Now I Know Who John Lofton Is!
December 22, 2008
So in a post from much earlier today, or maybe technically last night, I linked to an interview between John Lofton and Allen Ginsberg, commenting on the fact that I didn’t know who John Lofton was, approaching the matter, I think, in a fairly civil fashion in the post’s first paragraph, and in a fairly snarky fashion in the second paragraph.
Well, now I know who John Lofton is, because he has left an understandably annoyed comment on the post in question. Mr. Lofton is the editor of The American View, a website that, based on my browsing it for a few minutes, seems to have a lot of resources for people interested in Christianity and politics and the places where they meet. It is probably due to my general lack of interest in Christianity that I was unfamiliar with Mr. Lofton at the time I read his interview with Mr. Ginsberg (which predates the American View, I think – I’m not certain, but I don’t believe that Allen Ginsberg and the internet ever existed simultaneously).
Mr. Lofton said:
So, you have to be “really famous” to be right? No. Your reasoning is incoherent – making you a perfect Ginsberg fan.
Zing! Okay. Maybe my reasoning was fairly incoherent. Allow me to explain a little further. My argument was not meant to be that since Allen Ginsberg is more famous than John Lofton, Mr. Ginsberg is right and Mr. Lofton is wrong. As much as anyone, I believe that people are often made famous for entirely wrong reasons, and that people who are famous are full of shit. My reasoning was that Mr. Ginsberg, in addition to simply being famous, is held in a certain level of renown by people who make it their business to study poetry, to know which poetry is good and which is bad. I do not count myself as one of those people; poetry has very little interest for me.
To be fair, for most of the course of the interview, Mr. Lofton is not attacking Mr. Ginsberg’s poetry, but, mainly, his sexuality. And at times, Mr. Ginsberg begins questioning Mr. Lofton in a less-than-friendly fashion. I mean, I guess overall what struck me as most humorous about the interview was that neither party really seemed to like the other, and neither party felt the need to hide their dislike of the other, and yet neither party felt the need to terminate the interview.

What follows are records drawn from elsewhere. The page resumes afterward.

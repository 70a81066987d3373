//! Command implementations.

pub mod import;

pub use import::run_import;
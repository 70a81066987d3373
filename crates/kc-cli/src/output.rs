//! Output formatting utilities.

use colored::Colorize;
use kc_import::{ImportSummary, RealmResult};
use serde_json::{Value, json};

use crate::config::OutputFormat;

/// Prints a success message.
pub fn success(message: &str) {
    println!("{} {}", "✓".green().bold(), message);
}

/// Prints an error message.
pub fn error(message: &str) {
    eprintln!("{} {}", "✗".red().bold(), message);
}

/// Prints a warning message.
pub fn warning(message: &str) {
    eprintln!("{} {}", "⚠".yellow().bold(), message);
}

/// Prints an info message.
pub fn info(message: &str) {
    println!("{} {}", "ℹ".blue().bold(), message);
}

/// Prints the result of every realm.
///
/// ## Errors
///
/// Returns an error if the summary cannot be serialized.
pub fn print_summary(summary: &ImportSummary, format: OutputFormat) -> crate::CliResult<()> {
    match format {
        OutputFormat::Text => {
            for (realm, result) in &summary.results {
                match result {
                    RealmResult::Imported(report) => {
                        let mut line = format!("Realm '{realm}' imported");
                        if report.existed {
                            line.push_str(&format!(
                                ": {} role(s) and {} group(s) remapped, {} row(s) re-pointed, {} orphan(s) removed",
                                report.roles.objects,
                                report.groups.objects,
                                report.roles.rows + report.groups.rows,
                                report.swept.role_mappings + report.swept.group_memberships
                            ));
                        }
                        if let Some(users) = &report.users {
                            line.push_str(&format!(
                                " (users: {} created, {} skipped)",
                                users.created, users.skipped
                            ));
                        }
                        success(&line);
                    }
                    RealmResult::Skipped { users } => {
                        let mut line = format!("Realm '{realm}' already exists, skipped");
                        if let Some(users) = users {
                            line.push_str(&format!(
                                " (users: {} created, {} skipped)",
                                users.created, users.skipped
                            ));
                        }
                        info(&line);
                    }
                    RealmResult::Failed(e) => error(&format!("Realm '{realm}': {e}")),
                }
            }
        }
        OutputFormat::Json => {
            println!("{}", serde_json::to_string_pretty(&summary_json(summary)?)?);
        }
    }
    Ok(())
}

/// Builds the JSON form of a summary.
///
/// ## Errors
///
/// Returns an error if a report cannot be serialized.
pub fn summary_json(summary: &ImportSummary) -> crate::CliResult<Value> {
    let mut realms = Vec::with_capacity(summary.results.len());
    for (realm, result) in &summary.results {
        let entry = match result {
            RealmResult::Imported(report) => json!({
                "realm": realm,
                "status": "imported",
                "report": serde_json::to_value(report)?,
            }),
            RealmResult::Skipped { users } => json!({
                "realm": realm,
                "status": "skipped",
                "users": serde_json::to_value(users)?,
            }),
            RealmResult::Failed(e) => json!({
                "realm": realm,
                "status": "failed",
                "error": e.to_string(),
            }),
        };
        realms.push(entry);
    }
    Ok(json!({ "realms": realms }))
}

#[cfg(test)]
mod tests {
    use kc_import::users::UserImportReport;
    use kc_import::{ImportError, ImportReport};

    use super::*;

    #[test]
    fn json_summary_lists_every_realm() {
        let summary = ImportSummary {
            results: vec![
                (
                    "master".to_string(),
                    RealmResult::Imported(Box::new(ImportReport {
                        realm: "master".to_string(),
                        existed: true,
                        ..ImportReport::default()
                    })),
                ),
                (
                    "acme".to_string(),
                    RealmResult::Skipped {
                        users: Some(UserImportReport {
                            shards: 1,
                            created: 2,
                            skipped: 0,
                        }),
                    },
                ),
                (
                    "broken".to_string(),
                    RealmResult::Failed(ImportError::Rebuild("bad".to_string())),
                ),
            ],
        };

        let value = summary_json(&summary).unwrap();
        let realms = value["realms"].as_array().unwrap();

        assert_eq!(realms.len(), 3);
        assert_eq!(realms[0]["status"], "imported");
        assert_eq!(realms[0]["report"]["existed"], true);
        assert_eq!(realms[1]["status"], "skipped");
        assert_eq!(realms[1]["users"]["created"], 2);
        assert_eq!(realms[2]["status"], "failed");
        assert!(realms[2]["error"].as_str().unwrap().contains("bad"));
    }
}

And while I can’t agree with Mr. Lofton’s views on homosexuality, I do agree with him on an issue he discusses in this article in The American View. The issue of potential war crimes committed by members of the Bush Administration is not getting enough press, and as I understand Christianity, this is the sort of thing they should be talking about, and yet many self-proclaimed Christian Republicans put their party’s interests above their principles of religion. Although I don’t agree with his principles, he does seem to stick to them fairly firmly, and I have to respect that.